We’ve been shooting for over a year,” he said. “He hasn’t played. People use the term ‘black-balled’ but turn it around, he has been ‘white-balled’. This is the seventh year that Colin has not been allowed. There are 32 teams in the National Football League, each of them with at least two quarterbacks, but still, no team has signed him.”

“He works out six days a week, waiting for that phone call, because he took a knee to bring notice to the murder that was happening to black and brown people in America he was deemed a pariah.”

Questioned on whether he felt parallels between his own trajectory and that of Kaepernick, Lee said there was “no comparison”.

“I have been blessed. I have not gone seven years without doing a film or a documentary. What he has done is sacrifice his career because he said we must bring attention,” said Lee.

“He kneeled in 2016, so before George Floyd. People were kneeling all across the world with the murder of George Floyd for those eight minutes plus a racist cop had a knee applied to George Floyd’s neck.”

Lee seemed to suggest, however, that he did sometimes feel “tastes” were against him on the awards and festival circuit when quizzed about whether accolades or audience response was most important to him.

“This award stuff is very, very tricky. The thing I love about sports is that when two teams are playing, it’s about who gets the most points wins.  When it comes to art, the Oscars, the Grammys, it comes down to taste and the Oscars and the Grammys have a history of lesser works winning but you go into that knowing that is the game,” he said. 

“For me, it started early in Cannes, where my good friend Steven Soderberg, we’re cool, we’re good friends, you know – Sex, Lies And Video Tapes won over Do The Right Thing. Or most recently, Green Book over BlaKkKlansmann, but you know going in what the deal is and you just gotta keep moving.

Lee also talked about his love of soccer, expressing disappointment over America’s Qatar World Cup defeat against the Netherlands in a match on Saturday evening.

The director said he would not be rooting for Brazil, but revealed he had also hoped Cameroon, which was also knocked out on Friday on points, despite beating Brazil in their match, would go through.

“I desperately wanted Cameroon to win and here’s the reason. Many of you here have the privilege of knowing your lineage going centuries back,” he said.

“My ancestors were stolen from Africa but with technology, afro-Americans can know our ancestry. It’s amazing. a Q-tip. On my mothers’ side, the ancestors are from a region now known as Sierra Leone.
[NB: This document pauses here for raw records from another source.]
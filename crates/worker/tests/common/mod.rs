//! Shared fixtures and in-memory delivery channels for worker tests.

#![allow(dead_code)]

use std::collections::HashMap;
use std::sync::{Arc, Mutex};

use async_trait::async_trait;
use chrono::{DateTime, TimeZone, Utc};
use clinica_core::rules::TriggerCondition;
use clinica_delivery::{
    EmailError, EmailMessage, EmailSender, PushError, PushMessage, PushSender, PushTarget,
};
use clinica_db::models::push_subscription::RegisterPushSubscription;
use clinica_db::models::rule::NotificationRule;
use clinica_db::models::subscriber::CreateSubscriber;
use clinica_db::models::tenant::CreateTenant;
use clinica_db::repositories::{PushSubscriptionRepo, RuleRepo, SubscriberRepo, TenantRepo};
use clinica_worker::dispatcher::{Channels, Courier, Dispatcher};
use sqlx::PgPool;

// ---------------------------------------------------------------------------
// Fixtures
// ---------------------------------------------------------------------------

pub fn utc(y: i32, m: u32, d: u32, h: u32, min: u32) -> DateTime<Utc> {
    Utc.with_ymd_and_hms(y, m, d, h, min, 0).unwrap()
}

/// A cycle-predictor tenant with the default catalogue seeded.
pub async fn seeded_tenant(pool: &PgPool) -> i64 {
    let tenant = TenantRepo::create(
        pool,
        &CreateTenant {
            name: "Clínica Sol".to_string(),
            cycle_predictor_enabled: Some(true),
        },
    )
    .await
    .unwrap()
    .id;
    RuleRepo::upsert_default_rules(pool, tenant).await.unwrap();
    tenant
}

pub async fn subscriber(pool: &PgPool, tenant_id: i64, name: &str) -> i64 {
    SubscriberRepo::create(
        pool,
        &CreateSubscriber {
            tenant_id,
            email: format!("{}@example.com", name.to_lowercase()),
            display_name: name.to_string(),
        },
    )
    .await
    .unwrap()
    .id
}

pub async fn push_endpoint(pool: &PgPool, subscriber_id: i64, endpoint: &str) {
    PushSubscriptionRepo::register(
        pool,
        subscriber_id,
        &RegisterPushSubscription {
            endpoint: endpoint.to_string(),
            p256dh: "BPubKey".to_string(),
            auth: "AuthSecret".to_string(),
        },
    )
    .await
    .unwrap();
}

/// The tenant's rule with exactly this trigger.
pub async fn rule_with(pool: &PgPool, tenant_id: i64, trigger: &TriggerCondition) -> NotificationRule {
    RuleRepo::list_rules(pool, tenant_id)
        .await
        .unwrap()
        .into_iter()
        .find(|r| matches!(r.trigger(), Ok(t) if &t == trigger))
        .unwrap_or_else(|| panic!("no rule with trigger {trigger:?}"))
}

/// Make every queued row due now.
pub async fn make_all_due(pool: &PgPool) {
    sqlx::query("UPDATE pending_notifications SET scheduled_for = NOW() WHERE status_id = 1")
        .execute(pool)
        .await
        .unwrap();
}

// ---------------------------------------------------------------------------
// Fake channels
// ---------------------------------------------------------------------------

/// Push service that answers each endpoint with a fixed HTTP status.
#[derive(Default)]
pub struct FakePush {
    statuses: HashMap<String, u16>,
    pub sent: Mutex<Vec<(String, PushMessage)>>,
}

impl FakePush {
    pub fn answering(endpoint: &str, status: u16) -> Self {
        Self {
            statuses: HashMap::from([(endpoint.to_string(), status)]),
            ..Default::default()
        }
    }

    pub fn calls(&self) -> usize {
        self.sent.lock().unwrap().len()
    }
}

#[async_trait]
impl PushSender for FakePush {
    async fn send(&self, target: &PushTarget, message: &PushMessage) -> Result<(), PushError> {
        self.sent
            .lock()
            .unwrap()
            .push((target.endpoint.clone(), message.clone()));
        match self.statuses.get(&target.endpoint).copied().unwrap_or(201) {
            s @ (404 | 410) => Err(PushError::Gone(s)),
            s @ (429 | 500..=599) => Err(PushError::Unavailable(s)),
            s @ 400..=499 => Err(PushError::Rejected(s)),
            _ => Ok(()),
        }
    }
}

/// SMTP stand-in that records messages or times out on every send.
#[derive(Default)]
pub struct FakeEmail {
    unreachable: bool,
    pub sent: Mutex<Vec<EmailMessage>>,
    pub attempts: Mutex<usize>,
}

impl FakeEmail {
    pub fn unreachable() -> Self {
        Self {
            unreachable: true,
            ..Default::default()
        }
    }

    pub fn delivered(&self) -> Vec<EmailMessage> {
        self.sent.lock().unwrap().clone()
    }
}

#[async_trait]
impl EmailSender for FakeEmail {
    async fn send(&self, message: &EmailMessage) -> Result<(), EmailError> {
        *self.attempts.lock().unwrap() += 1;
        if self.unreachable {
            return Err(EmailError::Timeout(std::time::Duration::from_secs(30)));
        }
        self.sent.lock().unwrap().push(message.clone());
        Ok(())
    }
}

pub fn dispatcher(pool: &PgPool, push: Arc<FakePush>, email: Arc<FakeEmail>) -> Dispatcher {
    let channels = Channels {
        push: Some(push),
        email: Some(email),
    };
    Dispatcher::new(pool.clone(), Courier::new(channels, "/app/calendar"))
}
On my father’s side, my ancestors are from Cameroon.”

“Jokes aside, it was one of the most exhilarating feelings when it came back in the post,” he said, before launching into a more incendiary reflection on the origins of the U.S..

“You got to write this down, the foundation of the United States is stealing land from the Native people and the genocide of the land, and my bringing my ancestors from Africa to work the land that was stolen…  that is what the foundation of United States of America, that’s what this motherfucker is built on.”

While on the topic, Lee also brought up the news on Saturday that Brazilian soccer legend Pelé, who diagnosed with colon cancer last year, had entered a palliative care unit over the weekend and was receiving end-stage of life care.

“I liked to say a blessing to Pelé who is very ill… We should all say our prayers before we lay our heads down,” he said.